Public transport faces a difficult challenge in satisfying dispersed origins and destinations.  One approach to the challenge is to provide for ‘anywhere-to-anywhere’ travel patterns through tailor-made services that directly connect everywhere to everywhere.  The problem with this approach is that the more public transport is tailor-made, the more it surrenders its environmental and economic advantages.  Such networks are less easy to understand and market, and hence are less attractive both to core bus users and to occasional riders (e.g. tourists). Taxis are a more appropriate way of connecting “everywhere to everywhere else”.

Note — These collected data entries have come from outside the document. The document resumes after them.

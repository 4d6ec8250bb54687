use rust_decimal::Decimal;
use serde::Serialize;
use std::sync::Arc;
use std::time::Duration;
use tracing::{info, warn};
use validator::Validate;

use crate::config::FundingConfig;
use crate::error::WalletError;
use crate::ledger::{LedgerStore, NewPaymentDetails, NewTransaction, Transaction, TransactionType};
use crate::money;
use crate::payment::{PaymentStateMachine, StatusUpdate, TransactionStatus};
use crate::provider::{ChargeRequest, PAYMENT_GATEWAY, PaymentGateway, with_timeout};
use crate::requests::{PaymentRequest, TopupRequest, VoucherRedemptionRequest};

/// A charge waiting for the user to pay
#[derive(Debug, Clone, PartialEq, Serialize)]
pub struct PendingPayment {
    pub transaction: Transaction,
    pub provider_payment_id: Option<String>,
    /// Only known on the response that created the charge
    pub checkout_url: Option<String>,
    /// An earlier request with the same reference was returned
    pub replayed: bool,
}

pub struct FundingService {
    store: Arc<dyn LedgerStore>,
    gateway: Arc<dyn PaymentGateway>,
    machine: PaymentStateMachine,
    config: FundingConfig,
    provider_timeout: Duration,
}

impl FundingService {
    pub fn new(
        store: Arc<dyn LedgerStore>,
        gateway: Arc<dyn PaymentGateway>,
        machine: PaymentStateMachine,
        config: FundingConfig,
        provider_timeout: Duration,
    ) -> Self {
        Self {
            store,
            gateway,
            machine,
            config,
            provider_timeout,
        }
    }

    /// Open a PENDING top-up and request a charge for it.
    ///
    /// The account is credited later, when the gateway reports the charge paid.
    pub async fn create_topup(&self, req: &TopupRequest) -> Result<PendingPayment, WalletError> {
        req.validate()?;
        let amount = positive_amount(&req.amount_gsalt)?;
        let new = NewTransaction::new(req.account_id, TransactionType::Topup, amount)
            .with_reference(req.external_reference_id.clone());
        let payment_amount = money::to_major(amount) * self.config.payment_rate;
        let currency = self.config.payment_currency.clone();
        self.open_charge(new, &req.payment_method, payment_amount, currency)
            .await
    }

    /// Open a PENDING payment, holding its amount until the charge resolves.
    pub async fn create_payment(&self, req: &PaymentRequest) -> Result<PendingPayment, WalletError> {
        req.validate()?;
        let amount = positive_amount(&req.amount_gsalt)?;
        if req.payment_amount <= Decimal::ZERO {
            return Err(WalletError::InvalidAmount(
                "payment amount must be greater than zero".into(),
            ));
        }
        let new = NewTransaction::new(req.account_id, TransactionType::Payment, amount)
            .with_reference(req.external_reference_id.clone())
            .with_description(req.description.clone());
        self.open_charge(
            new,
            &req.payment_method,
            req.payment_amount,
            req.payment_currency.to_uppercase(),
        )
        .await
    }

    /// Credit a redeemed voucher. The voucher code is the idempotency key, so
    /// redeeming the same code twice returns the first redemption.
    pub async fn redeem_voucher(
        &self,
        req: &VoucherRedemptionRequest,
    ) -> Result<Transaction, WalletError> {
        req.validate()?;
        let amount = positive_amount(&req.amount_gsalt)?;
        let new = NewTransaction::new(req.account_id, TransactionType::VoucherRedemption, amount)
            .with_reference(req.voucher_code.clone());

        match self.store.commit_settled(new).await {
            Ok(tx) => {
                info!(
                    tx_id = %tx.id,
                    account_id = %tx.account_id,
                    amount = tx.amount,
                    "Voucher redeemed"
                );
                Ok(tx)
            }
            Err(WalletError::DuplicateReference { existing }) => {
                info!(tx_id = %existing, "Voucher already redeemed - returning existing record (idempotent)");
                self.store.get_transaction(existing).await
            }
            Err(e) => Err(e),
        }
    }

    async fn open_charge(
        &self,
        new: NewTransaction,
        payment_method: &str,
        payment_amount: Decimal,
        payment_currency: String,
    ) -> Result<PendingPayment, WalletError> {
        if let Some(existing) = self.existing(&new).await? {
            return self.replay(existing).await;
        }

        let details = NewPaymentDetails {
            provider: PAYMENT_GATEWAY.to_string(),
            payment_amount,
            payment_currency: payment_currency.clone(),
            payment_method: Some(payment_method.to_string()),
            metadata: None,
        };

        let description = new.description.clone();
        let tx = match self.store.open_payment(new, details).await {
            Ok(tx) => tx,
            Err(WalletError::DuplicateReference { existing }) => {
                let existing = self.store.get_transaction(existing).await?;
                return self.replay(existing).await;
            }
            Err(e) => return Err(e),
        };

        let charge_req = ChargeRequest {
            reference: tx.id,
            amount: payment_amount,
            currency: payment_currency,
            payment_method: payment_method.to_string(),
            description,
        };

        match with_timeout(self.provider_timeout, self.gateway.create_charge(&charge_req)).await {
            Ok(charge) => {
                self.store
                    .attach_provider_payment(tx.id, &charge.provider_payment_id)
                    .await?;
                info!(
                    tx_id = %tx.id,
                    kind = %tx.kind,
                    amount = tx.amount,
                    provider_payment_id = %charge.provider_payment_id,
                    "Charge created"
                );
                Ok(PendingPayment {
                    transaction: tx,
                    provider_payment_id: Some(charge.provider_payment_id),
                    checkout_url: charge.checkout_url,
                    replayed: false,
                })
            }
            Err(e) if e.is_explicit_rejection() => {
                warn!(tx_id = %tx.id, error = %e, "Charge rejected by gateway");
                self.machine
                    .apply_status_update(
                        StatusUpdate::new(tx.id, TransactionStatus::Failed)
                            .with_provider_status("REJECTED")
                            .with_description(Some(e.to_string())),
                    )
                    .await?;
                Err(e.into())
            }
            Err(e) => {
                // Outcome unknown: keep PENDING, the worker expires it if never paid
                warn!(tx_id = %tx.id, error = %e, "Charge outcome unknown, left pending");
                Err(e.into())
            }
        }
    }

    async fn existing(&self, new: &NewTransaction) -> Result<Option<Transaction>, WalletError> {
        match &new.external_reference_id {
            Some(reference) => {
                self.store
                    .find_by_reference(new.account_id, new.kind, reference)
                    .await
            }
            None => Ok(None),
        }
    }

    async fn replay(&self, existing: Transaction) -> Result<PendingPayment, WalletError> {
        info!(
            tx_id = %existing.id,
            status = %existing.status,
            "Charge with reference already exists - returning existing record (idempotent)"
        );
        let details = self.store.get_payment_details(existing.id).await?;
        Ok(PendingPayment {
            transaction: existing,
            provider_payment_id: details.and_then(|d| d.provider_payment_id),
            checkout_url: None,
            replayed: true,
        })
    }
}
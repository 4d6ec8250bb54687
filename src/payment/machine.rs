//! Payment State Machine
//!
//! Single entry point for moving TOPUP, PAYMENT and WITHDRAWAL transactions
//! out of PENDING. Webhooks, status polls, provider rejections and expiry all
//! funnel through [`PaymentStateMachine::apply_status_update`], so the
//! balance effect of a terminal status is applied exactly once.

use std::sync::Arc;
use tracing::{debug, info, warn};

use super::state::{StatusUpdate, TransitionOutcome};
use crate::error::WalletError;
use crate::ledger::LedgerStore;

#[derive(Clone)]
pub struct PaymentStateMachine {
    store: Arc<dyn LedgerStore>,
}

impl PaymentStateMachine {
    pub fn new(store: Arc<dyn LedgerStore>) -> Self {
        Self { store }
    }

    /// Apply a status report.
    ///
    /// * PENDING to terminal: status, payment details and balance effect in one step
    /// * same terminal status again: `Replayed`, no side effects
    /// * any other status for a terminal transaction: `InvalidTransition`,
    ///   nothing mutated
    pub async fn apply_status_update(
        &self,
        update: StatusUpdate,
    ) -> Result<TransitionOutcome, WalletError> {
        let outcome = match self.store.commit_transition(&update).await {
            Ok(outcome) => outcome,
            Err(e) => {
                warn!(
                    tx_id = %update.transaction_id,
                    status = %update.status,
                    error = %e,
                    "Status update rejected"
                );
                return Err(e);
            }
        };

        match &outcome {
            TransitionOutcome::Applied(tx) => info!(
                tx_id = %tx.id,
                account_id = %tx.account_id,
                kind = %tx.kind,
                status = %tx.status,
                amount = tx.amount,
                provider_status = %update.provider_status,
                "Transaction finalized"
            ),
            TransitionOutcome::Replayed(tx) => debug!(
                tx_id = %tx.id,
                status = %tx.status,
                "Status update replayed, no effect"
            ),
        }

        Ok(outcome)
    }
}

Evidence on extent of transfer here

The alternative is a suitably concise network.  Instead of having tailor-made direct services satisfying all trips, the judicious introduction of transfers for some journeys can better enable the provision of services.  Provided there is sufficient coverage within the overall network, this approach will enable ‘anywhere-to-anywhere’ travel, with high occupancy rates, by carrying different kinds of travellers on the same services.  At the same time, the number of interchanges must be sensible – few riders will be attracted to a journey which involves multiple changes to complete a short journey.  A maximum of two (and preferably one) interchange is generally considered desirable.

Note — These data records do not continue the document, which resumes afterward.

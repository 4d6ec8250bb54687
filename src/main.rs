//! GSALT Wallet Ledger
//!
//! Runs the reconciliation worker against the PostgreSQL ledger. Request and
//! webhook handlers embed [`gsalt_ledger::Wallet`] directly.
//!
//! Usage: `gsalt-ledger [--env <name>]` (reads `config/<name>.yaml`)

use std::sync::Arc;

use anyhow::Context;
use gsalt_ledger::config::AppConfig;
use gsalt_ledger::db::Database;
use gsalt_ledger::logging::init_logging;
use gsalt_ledger::provider::{HttpPaymentGateway, HttpPayoutProvider};
use gsalt_ledger::{Wallet, WorkerConfig};
use tracing::info;

fn get_env() -> String {
    let args: Vec<String> = std::env::args().collect();
    for i in 0..args.len() {
        if (args[i] == "--env" || args[i] == "-e") && i + 1 < args.len() {
            return args[i + 1].clone();
        }
    }
    "dev".to_string()
}

#[tokio::main]
async fn main() -> anyhow::Result<()> {
    let env = get_env();
    let config = AppConfig::load(&env)?;
    let _log_guard = init_logging(&config);

    info!(
        env = %env,
        revision = env!("BUILD_REVISION"),
        "Starting gsalt-ledger"
    );

    let db = Database::connect(&config.postgres_url, config.postgres_max_connections)
        .await
        .context("Failed to connect to PostgreSQL")?;
    db.health_check().await?;

    let store = Arc::new(db.ledger_store());
    store.ensure_schema().await?;

    let timeout = config.providers.timeout();
    let gateway = Arc::new(HttpPaymentGateway::new(
        &config.providers.payment_gateway_url,
        &config.providers.api_key,
        timeout,
    )?);
    let payout = Arc::new(HttpPayoutProvider::new(
        &config.providers.payout_url,
        &config.providers.api_key,
        timeout,
    )?);

    let wallet = Wallet::from_config(store, gateway, payout, &config);
    let worker = wallet.worker(WorkerConfig::from(&config.worker));
    worker.run().await
}
use std::sync::Arc;
use tracing::{info, warn};
use validator::Validate;

use crate::error::WalletError;
use crate::ledger::{AccountId, CorrelationId, LedgerStore, TransferEntry, TransferPair};
use crate::money;
use crate::requests::TransferRequest;

pub struct TransferOrchestrator {
    store: Arc<dyn LedgerStore>,
}

impl TransferOrchestrator {
    pub fn new(store: Arc<dyn LedgerStore>) -> Self {
        Self { store }
    }

    /// Transfer `amount` minor units from `source` to `destination`.
    ///
    /// # Errors
    /// * `InvalidAmount` - amount is zero
    /// * `SameAccount` - source equals destination
    /// * `InsufficientBalance` - nothing is written
    /// * `NotFound` / `AccountNotActive` - either side cannot take part
    pub async fn transfer(
        &self,
        source: AccountId,
        destination: AccountId,
        amount: u64,
        description: Option<String>,
    ) -> Result<TransferPair, WalletError> {
        if amount == 0 {
            return Err(WalletError::InvalidAmount(
                "amount must be greater than zero".into(),
            ));
        }
        if source == destination {
            return Err(WalletError::SameAccount);
        }

        let entry = TransferEntry {
            correlation_id: CorrelationId::new(),
            source,
            destination,
            amount,
            description,
        };

        match self.store.commit_transfer(&entry).await {
            Ok(pair) => {
                info!(
                    correlation_id = %pair.correlation_id,
                    source = %source,
                    destination = %destination,
                    amount = amount,
                    "Transfer committed"
                );
                Ok(pair)
            }
            Err(e) => {
                warn!(
                    correlation_id = %entry.correlation_id,
                    source = %source,
                    destination = %destination,
                    amount = amount,
                    error = %e,
                    "Transfer rejected"
                );
                Err(e)
            }
        }
    }

    /// Validate a request and run it through [`transfer`](Self::transfer)
    pub async fn transfer_request(&self, req: &TransferRequest) -> Result<TransferPair, WalletError> {
        req.validate()?;
        let amount = money::to_minor_units(&req.amount_gsalt)?;
        self.transfer(
            req.source_account_id,
            req.destination_account_id,
            amount,
            req.description.clone(),
        )
        .await
    }
}
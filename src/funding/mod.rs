//! Funding
//!
//! Money entering the wallet or leaving it for a merchant: gateway-backed
//! top-ups and payments, and voucher redemptions credited on the spot.

pub mod service;

pub use service::{FundingService, PendingPayment};
use anyhow::Context;
use rust_decimal::Decimal;
use serde::{Deserialize, Serialize};
use std::fs;
use std::time::Duration;

#[derive(Debug, Serialize, Deserialize, Clone)]
pub struct AppConfig {
    pub log_level: String,
    pub log_dir: String,
    pub log_file: String,
    pub use_json: bool,
    pub rotation: String,
    /// PostgreSQL connection URL for the ledger store
    pub postgres_url: String,
    #[serde(default = "default_postgres_max_connections")]
    pub postgres_max_connections: u32,
    #[serde(default)]
    pub funding: FundingConfig,
    pub providers: ProvidersConfig,
    #[serde(default)]
    pub worker: WorkerSettings,
}

fn default_postgres_max_connections() -> u32 {
    20
}

/// Pricing of GSALT charges in the provider's currency
#[derive(Debug, Serialize, Deserialize, Clone, PartialEq)]
pub struct FundingConfig {
    pub payment_currency: String,
    /// Provider currency units per 1 GSALT
    pub payment_rate: Decimal,
}

impl Default for FundingConfig {
    fn default() -> Self {
        Self {
            payment_currency: "IDR".to_string(),
            payment_rate: Decimal::from(1000),
        }
    }
}

#[derive(Debug, Serialize, Deserialize, Clone)]
pub struct ProvidersConfig {
    pub payment_gateway_url: String,
    pub payout_url: String,
    pub api_key: String,
    #[serde(default = "default_provider_timeout_ms")]
    pub timeout_ms: u64,
}

fn default_provider_timeout_ms() -> u64 {
    10_000
}

impl ProvidersConfig {
    pub fn timeout(&self) -> Duration {
        Duration::from_millis(self.timeout_ms)
    }
}

#[derive(Debug, Serialize, Deserialize, Clone, PartialEq)]
pub struct WorkerSettings {
    pub scan_interval_secs: u64,
    /// Age after which a PENDING withdrawal is polled at the provider
    pub stale_threshold_secs: u64,
    /// Age after which an unpaid charge expires
    pub charge_ttl_secs: u64,
    pub batch_size: usize,
}

impl Default for WorkerSettings {
    fn default() -> Self {
        Self {
            scan_interval_secs: 30,
            stale_threshold_secs: 300,
            charge_ttl_secs: 86_400,
            batch_size: 100,
        }
    }
}

impl AppConfig {
    pub fn load(env: &str) -> anyhow::Result<Self> {
        let config_path = format!("config/{}.yaml", env);
        let content = fs::read_to_string(&config_path)
            .with_context(|| format!("Failed to read config file: {}", config_path))?;
        Self::from_yaml(&content).with_context(|| format!("Failed to parse {}", config_path))
    }

    pub fn from_yaml(content: &str) -> anyhow::Result<Self> {
        Ok(serde_yaml::from_str(content)?)
    }
}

In most cities with well developed public transport networks, trips often require a transfer (e.g. London, Paris, New York, and Sydney).  Public transport networks which facilitate transfer open up new travel possibilities whilst supporting large resource savings. However, whilst transfers may present many new travel opportunities, they may also impose inconvenience.  Creating effective transfer-based public transport systems requires careful planning to ensure that the inconvenience is minimised as much as possible.  Within the most successful networks, integrated fares and ticketing ensure that there is no fare penalty for transfer, and high frequencies result in minimal waiting times at transfer points.

Easy transfer also requires attention to timetables and physical facilities. ‘Random’ transfers are possible when all lines servicing an interchange point operate frequently, generally every 10 minutes or better.  ‘Timed’ or ‘pulsed’ transfers are needed when services are less frequent, and in this case the timetables for connecting routes must be coordinated.

Designing networks which support convenient transfers can bring about significant improvements in  operational efficiency and improve the simplicity of the network. This not only means that concentrating resources on fewer routes leads to increased frequencies, but also results in a network that is easier for users to understand.